• Prompt
Your task is to transcribe the entries exactly.
----- Available records -----
//! Azure OpenAI provider implementation
//!
//! Azure addresses a model through a named deployment under the resource
//! endpoint and authenticates with an `api-key` header; the api-version
//! travels as a query parameter.

use crate::client::{ChatClient, ChatRequest, ChatResponse};
use crate::error::{LLMError, Result};
use crate::provider::ChatProvider;
use async_trait::async_trait;
use reqwest::Client;
use serde_json::json;

const DEFAULT_API_VERSION: &str = "2024-02-15-preview";

/// Azure OpenAI provider
pub struct AzureOpenAIProvider {
    endpoint: String,
    api_key: String,
    deployment: String,
    api_version: String,
    client: Client,
}

impl AzureOpenAIProvider {
    /// Create a new Azure OpenAI provider
    ///
    /// `endpoint` is the resource base URL, e.g.
    /// `https://my-resource.openai.azure.com`.
    pub fn new(endpoint: String, api_key: String, deployment: String) -> Self {
        Self {
            endpoint,
            api_key,
            deployment,
            api_version: DEFAULT_API_VERSION.to_string(),
            client: Client::new(),
        }
    }

    /// Override the API version string
    pub fn with_api_version(mut self, api_version: String) -> Self {
        self.api_version = api_version;
        self
    }

    fn completions_url(&self) -> String {
        format!(
            "{}/openai/deployments/{}/chat/completions?api-version={}",
            self.endpoint, self.deployment, self.api_version
        )
    }
}

#[async_trait]
impl ChatClient for AzureOpenAIProvider {
    async fn call(&self, request: ChatRequest) -> Result<ChatResponse> {
        // Build messages
        let mut messages = Vec::new();
        if let Some(system) = &request.system {
            messages.push(json!({
                "role": "system",
                "content": system
            }));
        }
        messages.push(json!({
            "role": "user",
            "content": request.prompt
        }));

        // Build request body; the deployment in the URL selects the model
        let mut body = json!({
            "messages": messages,
        });
        if let Some(max_tokens) = request.max_tokens {
            body["max_tokens"] = json!(max_tokens);
        }
        if let Some(temperature) = request.temperature {
            body["temperature"] = json!(temperature);
        }

        // Make API call
        let resp = self
            .client
            .post(self.completions_url())
            .header("api-key", &self.api_key)
            .header("Content-Type", "application/json")
            .json(&body)
            .send()
            .await
            .map_err(|e| LLMError::ApiCallFailed(format!("Azure OpenAI API call failed: {}", e)))?;

        let status = resp.status();
        let resp_text = resp
            .text()
            .await
            .map_err(|e| LLMError::ApiCallFailed(format!("Failed to read response: {}", e)))?;

        if !status.is_success() {
            return Err(LLMError::ApiCallFailed(format!(
                "Azure OpenAI API error ({}): {}",
                status, resp_text
            )));
        }

        // Parse response
        let resp_json: serde_json::Value = serde_json::from_str(&resp_text)
            .map_err(|e| LLMError::ApiCallFailed(format!("Failed to parse response: {}", e)))?;

        let content = resp_json["choices"][0]["message"]["content"]
            .as_str()
            .ok_or_else(|| LLMError::InvalidResponse("No content in response".to_string()))?
            .to_string();

        let finish_reason = resp_json["choices"][0]["finish_reason"]
            .as_str()
            .unwrap_or("stop")
            .to_string();

        let tokens_used = resp_json["usage"]["total_tokens"].as_u64().unwrap_or(0) as u32;

        Ok(ChatResponse::new(content, self.deployment.clone())
            .with_tokens(tokens_used)
            .with_finish_reason(finish_reason))
    }

    fn name(&self) -> &str {
        "azure-openai"
    }
}

impl ChatProvider for AzureOpenAIProvider {
    fn provider_name(&self) -> &str {
        "Azure OpenAI"
    }
}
-----
• Response
//! Azure OpenAI provider implementation
//!
//! Azure addresses a model through a named deployment under the resource
//! endpoint and authenticates with an `api-key` header; the api-version
//! travels as a query parameter.

use crate::client::{ChatClient, ChatRequest, ChatResponse};
use crate::error::{LLMError, Result};
use crate::provider::ChatProvider;
use async_trait::async_trait;
use reqwest::Client;
use serde_json::json;

const DEFAULT_API_VERSION: &str = "2024-02-15-preview";

/// Azure OpenAI provider
pub struct AzureOpenAIProvider {
    endpoint: String,
    api_key: String,
    deployment: String,
    api_version: String,
    client: Client,
}

impl AzureOpenAIProvider {
    /// Create a new Azure OpenAI provider
    ///
    /// `endpoint` is the resource base URL, e.g.
    /// `https://my-resource.openai.azure.com`.
    pub fn new(endpoint: String, api_key: String, deployment: String) -> Self {
        Self {
            endpoint,
            api_key,
            deployment,
            api_version: DEFAULT_API_VERSION.to_string(),
            client: Client::new(),
        }
    }

    /// Override the API version string
    pub fn with_api_version(mut self, api_version: String) -> Self {
        self.api_version = api_version;
        self
    }

    fn completions_url(&self) -> String {
        format!(
            "{}/openai/deployments/{}/chat/completions?api-version={}",
            self.endpoint, self.deployment, self.api_version
        )
    }
}

#[async_trait]
impl ChatClient for AzureOpenAIProvider {
    async fn call(&self, request: ChatRequest) -> Result<ChatResponse> {
        // Build messages
        let mut messages = Vec::new();
        if let Some(system) = &request.system {
            messages.push(json!({
                "role": "system",
                "content": system
            }));
        }
        messages.push(json!({
            "role": "user",
            "content": request.prompt
        }));

        // Build request body; the deployment in the URL selects the model
        let mut body = json!({
            "messages": messages,
        });
        if let Some(max_tokens) = request.max_tokens {
            body["max_tokens"] = json!(max_tokens);
        }
        if let Some(temperature) = request.temperature {
            body["temperature"] = json!(temperature);
        }

        // Make API call
        let resp = self
            .client
            .post(self.completions_url())
            .header("api-key", &self.api_key)
            .header("Content-Type", "application/json")
            .json(&body)
            .send()
            .await
            .map_err(|e| LLMError::ApiCallFailed(format!("Azure OpenAI API call failed: {}", e)))?;

        let status = resp.status();
        let resp_text = resp
            .text()
            .await
            .map_err(|e| LLMError::ApiCallFailed(format!("Failed to read response: {}", e)))?;

        if !status.is_success() {
            return Err(LLMError::ApiCallFailed(format!(
                "Azure OpenAI API error ({}): {}",
                status, resp_text
            )));
        }

        // Parse response
        let resp_json: serde_json::Value = serde_json::from_str(&resp_text)
            .map_err(|e| LLMError::ApiCallFailed(format!("Failed to parse response: {}", e)))?;

        let content = resp_json["choices"][0]["message"]["content"]
            .as_str()
            .ok_or_else(|| LLMError::InvalidResponse("No content in response".to_string()))?
            .to_string();

        let finish_reason = resp_json["choices"][0]["finish_reason"]
            .as_str()
            .unwrap_or("stop")
            .to_string();

        let tokens_used = resp_json["usage"]["total_tokens"].as_u64().unwrap_or(0) as u32;

        Ok(ChatResponse::new(content, self.deployment.clone())
            .with_tokens(tokens_used)
            .with_finish_reason(finish_reason))
    }

    fn name(&self) -> &str {
        "azure-openai"
    }
}

impl ChatProvider for AzureOpenAIProvider {
    fn provider_name(&self) -> &str {
        "Azure OpenAI"
    }
}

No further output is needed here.